Your instructions:
The records below hold a stretch from the line with "assert_eq!(built.playback_state, PlaybackState::Playing);" through the line with "let first = frames.try_recv()?;"; return exactly those lines, ends included, and nothing more.

Data under study:
┄┄┄┄┄┄
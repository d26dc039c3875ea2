//! Machine d'état du lecteur contre un renderer simulé.

mod common;

use std::sync::Arc;
use std::time::Duration;

use common::{Call, MockBackend, MockOutbound, fast_config, track};
use pmoconfig::PlayerConfig;
use pmoconnect::proto::message_type;
use pmoconnect::{BUFFER_STATE_ERROR, ProtocolCodec, QueueVersion, decode_batch};
use pmocontrol::{
    BackendAction, BackendStatus, DeviceCapability, PlaybackState, QualityTier, TransportState,
};
use pmoplayer::{PlayQueue, Player, PlayerError, QualityPolicy, StateReporter, StatusOutcome};
use tokio::sync::Notify;
use tokio::time::timeout;
use tokio_util::sync::CancellationToken;

const WAIT: Duration = Duration::from_secs(5);

fn player(backend: MockBackend, config: PlayerConfig) -> (Arc<Player<MockBackend>>, Arc<Notify>) {
    let report = Arc::new(Notify::new());
    let player = Arc::new(Player::new(Arc::new(backend), config, report.clone()));
    (player, report)
}

#[tokio::test]
async fn test_play_passes_through_buffering() -> anyhow::Result<()> {
    let gate = Arc::new(Notify::new());
    let (player, _) = player(MockBackend::gated(gate.clone()), fast_config());
    let mut state = player.subscribe_state();

    let task = tokio::spawn({
        let player = player.clone();
        async move { player.play(track("1", QualityTier::Cd), 0).await }
    });

    timeout(WAIT, state.wait_for(|s| *s == PlaybackState::Buffering)).await??;
    assert_eq!(player.state(), PlaybackState::Buffering);
    assert!(player.backend().calls().is_empty());

    gate.notify_one();
    timeout(WAIT, task).await???;
    assert_eq!(player.state(), PlaybackState::Playing);
    assert_eq!(
        player.backend().calls(),
        vec![Call::Load("1".to_string()), Call::Play]
    );
    Ok(())
}

#[tokio::test]
async fn test_play_with_offset_seeks_once_playing() -> anyhow::Result<()> {
    let (player, _) = player(MockBackend::new(), fast_config());
    player.play(track("1", QualityTier::Cd), 42_000).await?;

    assert_eq!(
        player.backend().calls(),
        vec![Call::Load("1".to_string()), Call::Play, Call::Seek(42_000)]
    );
    assert!(player.position_ms() >= 42_000);
    Ok(())
}

#[tokio::test]
async fn test_three_timeouts_reach_error_with_immediate_report() -> anyhow::Result<()> {
    let backend = MockBackend::new();
    backend.fail(BackendAction::Load, u32::MAX);
    let (player, report) = player(backend, fast_config());

    let (outbound, mut frames) = MockOutbound::new();
    let quality = Arc::new(QualityPolicy::new(&DeviceCapability::default(), None));
    let config = PlayerConfig {
        report_interval_ms: 60_000,
        ..fast_config()
    };
    let reporter = StateReporter::new(
        player.clone(),
        Arc::new(std::sync::Mutex::new(PlayQueue::new())),
        quality,
        Arc::new(ProtocolCodec::new([1; 16])),
        outbound,
        report,
        "Salon".to_string(),
        &config,
    );
    let cancel = CancellationToken::new();
    let reporter_task = tokio::spawn(reporter.run(cancel.clone()));

    let result = player.play(track("1", QualityTier::Cd), 0).await;
    assert!(matches!(result, Err(PlayerError::Backend(ref e)) if e.is_timeout()));
    assert_eq!(player.state(), PlaybackState::Error);
    assert!(player.backend().calls().is_empty());

    // Le rapport d'erreur part sans attendre le tick suivant
    let reported_error = timeout(WAIT, async {
        while let Some(frame) = frames.recv().await {
            let batch = decode_batch(&frame).ok()?;
            let buffer_state = batch
                .messages
                .first()
                .filter(|m| m.message_type == Some(message_type::RNDR_SRVR_STATE_UPDATED))
                .and_then(|m| m.rndr_srvr_state_updated.as_ref())
                .and_then(|s| s.state.as_ref())
                .and_then(|s| s.buffer_state);
            if buffer_state == Some(BUFFER_STATE_ERROR) {
                return Some(());
            }
        }
        None
    })
    .await?;
    assert_eq!(reported_error, Some(()));

    cancel.cancel();
    reporter_task.await?;
    Ok(())
}

#[tokio::test]
async fn test_success_after_retry_keeps_playing() -> anyhow::Result<()> {
    let backend = MockBackend::new();
    backend.fail(BackendAction::Play, 2);
    let (player, _) = player(backend, fast_config());

    player.play(track("1", QualityTier::Cd), 0).await?;
    assert_eq!(player.state(), PlaybackState::Playing);
    Ok(())
}

#[tokio::test]
async fn test_failed_play_below_threshold_stops() -> anyhow::Result<()> {
    let backend = MockBackend::new();
    backend.fail(BackendAction::Play, u32::MAX);
    let config = PlayerConfig {
        retry_attempts: 2,
        failure_threshold: 5,
        ..fast_config()
    };
    let (player, _) = player(backend, config);

    assert!(player.play(track("1", QualityTier::Cd), 0).await.is_err());
    assert_eq!(player.state(), PlaybackState::Stopped);
    Ok(())
}

#[tokio::test]
async fn test_stop_from_error_resets_to_idle() -> anyhow::Result<()> {
    let backend = MockBackend::new();
    backend.fail(BackendAction::Load, u32::MAX);
    let (player, _) = player(backend, fast_config());

    let _ = player.play(track("1", QualityTier::Cd), 0).await;
    assert_eq!(player.state(), PlaybackState::Error);

    player.stop().await?;
    assert_eq!(player.state(), PlaybackState::Idle);
    assert!(player.backend().calls().is_empty());
    Ok(())
}

#[tokio::test]
async fn test_pause_resume_and_stop() -> anyhow::Result<()> {
    let (player, _) = player(MockBackend::new(), fast_config());
    player.play(track("1", QualityTier::Cd), 0).await?;

    player.pause().await?;
    assert_eq!(player.state(), PlaybackState::Paused);
    assert!(matches!(
        player.pause().await,
        Err(PlayerError::InvalidTransition { .. })
    ));

    player.resume().await?;
    assert_eq!(player.state(), PlaybackState::Playing);

    player.stop().await?;
    assert_eq!(player.state(), PlaybackState::Stopped);
    assert_eq!(player.position_ms(), 0);
    assert_eq!(
        player.backend().calls(),
        vec![
            Call::Load("1".to_string()),
            Call::Play,
            Call::Pause,
            Call::Play,
            Call::Stop
        ]
    );
    Ok(())
}

#[tokio::test]
async fn test_cue_then_resume_starts_cued_track() -> anyhow::Result<()> {
    let (player, _) = player(MockBackend::new(), fast_config());

    player.cue(track("7", QualityTier::Cd), 10_000).await?;
    assert_eq!(player.state(), PlaybackState::Idle);
    assert_eq!(player.backend().calls(), vec![Call::Load("7".to_string())]);

    player.resume().await?;
    assert_eq!(player.state(), PlaybackState::Playing);
    let calls = player.backend().calls();
    assert_eq!(
        &calls[1..],
        &[Call::Load("7".to_string()), Call::Play, Call::Seek(10_000)]
    );
    Ok(())
}

#[tokio::test]
async fn test_seek_is_clamped_and_requires_playback() -> anyhow::Result<()> {
    let (player, _) = player(MockBackend::new(), fast_config());
    assert!(matches!(
        player.seek(1_000).await,
        Err(PlayerError::NotSeekable(PlaybackState::Idle))
    ));

    player.play(track("1", QualityTier::Cd), 0).await?;
    player.seek(500_000).await?;
    assert_eq!(player.backend().calls().last(), Some(&Call::Seek(179_000)));
    Ok(())
}

#[tokio::test]
async fn test_volume_is_clamped() -> anyhow::Result<()> {
    let (player, _) = player(MockBackend::new(), fast_config());
    assert_eq!(player.set_volume(150).await?, 100);
    assert_eq!(player.adjust_volume(-30).await?, 70);
    assert_eq!(player.adjust_volume(-200).await?, 0);
    assert_eq!(player.volume(), 0);
    Ok(())
}

#[tokio::test]
async fn test_failing_set_volume_counts_toward_error() -> anyhow::Result<()> {
    let backend = MockBackend::new();
    backend.fail(BackendAction::SetVolume, u32::MAX);
    let (player, _) = player(backend, fast_config());
    player.play(track("1", QualityTier::Cd), 0).await?;
    let before = player.volume();

    let result = player.set_volume(30).await;
    assert!(matches!(
        result,
        Err(PlayerError::Backend(ref e)) if e.action == BackendAction::SetVolume
    ));
    assert_eq!(player.state(), PlaybackState::Error);
    assert_eq!(player.volume(), before);
    assert!(
        !player
            .backend()
            .calls()
            .iter()
            .any(|c| matches!(c, Call::SetVolume(_)))
    );
    Ok(())
}

#[tokio::test]
async fn test_fixed_volume_never_reaches_backend() -> anyhow::Result<()> {
    let (player, _) = player(MockBackend::fixed(), fast_config());
    assert_eq!(player.set_volume(20).await?, 100);
    assert_eq!(player.volume(), 100);
    assert!(player.backend().calls().is_empty());
    Ok(())
}

#[tokio::test]
async fn test_renderer_stop_ends_track_once() -> anyhow::Result<()> {
    let (player, _) = player(MockBackend::new(), fast_config());
    player.play(track("1", QualityTier::Cd), 0).await?;

    let stopped = BackendStatus {
        transport: TransportState::Stopped,
        position_ms: 0,
        duration_ms: Some(180_000),
    };
    assert_eq!(player.apply_status(stopped), Some(StatusOutcome::Ended));
    assert_eq!(player.apply_status(stopped), None);

    player.finish_track()?;
    assert_eq!(player.state(), PlaybackState::Stopped);
    Ok(())
}

#[tokio::test]
async fn test_renderer_stop_within_grace_is_ignored() -> anyhow::Result<()> {
    let config = PlayerConfig {
        end_grace_ms: 60_000,
        ..fast_config()
    };
    let (player, _) = player(MockBackend::new(), config);
    player.play(track("1", QualityTier::Cd), 0).await?;

    let stopped = BackendStatus {
        transport: TransportState::Stopped,
        position_ms: 0,
        duration_ms: None,
    };
    assert_eq!(player.apply_status(stopped), None);
    assert_eq!(player.state(), PlaybackState::Playing);
    Ok(())
}

#[tokio::test]
async fn test_external_pause_is_tracked() -> anyhow::Result<()> {
    let (player, _) = player(MockBackend::new(), fast_config());
    player.play(track("1", QualityTier::Cd), 0).await?;

    let paused = BackendStatus {
        transport: TransportState::Paused,
        position_ms: 30_000,
        duration_ms: Some(180_000),
    };
    assert_eq!(player.apply_status(paused), Some(StatusOutcome::ExternalPause));
    assert_eq!(player.state(), PlaybackState::Paused);
    assert_eq!(player.position_ms(), 30_000);
    Ok(())
}

#[tokio::test]
async fn test_report_reflects_queue_and_player() -> anyhow::Result<()> {
    let (player, report) = player(MockBackend::new(), fast_config());
    player.set_volume(40).await?;
    player.play(track("1", QualityTier::Cd), 0).await?;

    let mut queue = PlayQueue::new();
    queue.load_queue(
        vec![common::track_ref(10, 1), common::track_ref(11, 2)],
        0,
        QueueVersion::new(4, 2),
    );

    let (outbound, mut frames) = MockOutbound::new();
    let mut reporter = StateReporter::new(
        player,
        Arc::new(std::sync::Mutex::new(queue)),
        Arc::new(QualityPolicy::new(&DeviceCapability::default(), None)),
        Arc::new(ProtocolCodec::new([1; 16])),
        outbound.clone(),
        report,
        "Salon".to_string(),
        &fast_config(),
    );

    let built = reporter.build_report().await;
    assert_eq!(built.playback_state, PlaybackState::Playing);
    assert_eq!(built.current_queue_item_id, Some(10));
    assert_eq!(built.next_queue_item_id, Some(11));
    assert_eq!(built.queue_version, QueueVersion::new(4, 2));
    assert_eq!(built.volume, 40);

    assert!(reporter.report_once().await);
    let first = frames.try_recv()?;
    assert_eq!(common::message_types(&first), vec![message_type::RNDR_SRVR_STATE_UPDATED]);
    let volume = frames.try_recv()?;
    assert_eq!(common::message_types(&volume), vec![message_type::RNDR_SRVR_VOLUME_CHANGED]);

    // Volume inchangé : seul l'état repart
    assert!(reporter.report_once().await);
    assert!(frames.try_recv().is_ok());
    assert!(frames.try_recv().is_err());

    // Lien coupé puis rétabli : le volume est renvoyé
    outbound.set_connected(false);
    assert!(!reporter.report_once().await);
    outbound.set_connected(true);
    assert!(reporter.report_once().await);
    assert!(frames.try_recv().is_ok());
    assert!(frames.try_recv().is_ok());
    Ok(())
}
┄┄┄┄┄┄
Solution for this task:
    assert_eq!(built.playback_state, PlaybackState::Playing);
    assert_eq!(built.current_queue_item_id, Some(10));
    assert_eq!(built.next_queue_item_id, Some(11));
    assert_eq!(built.queue_version, QueueVersion::new(4, 2));
    assert_eq!(built.volume, 40);

    assert!(reporter.report_once().await);
    let first = frames.try_recv()?;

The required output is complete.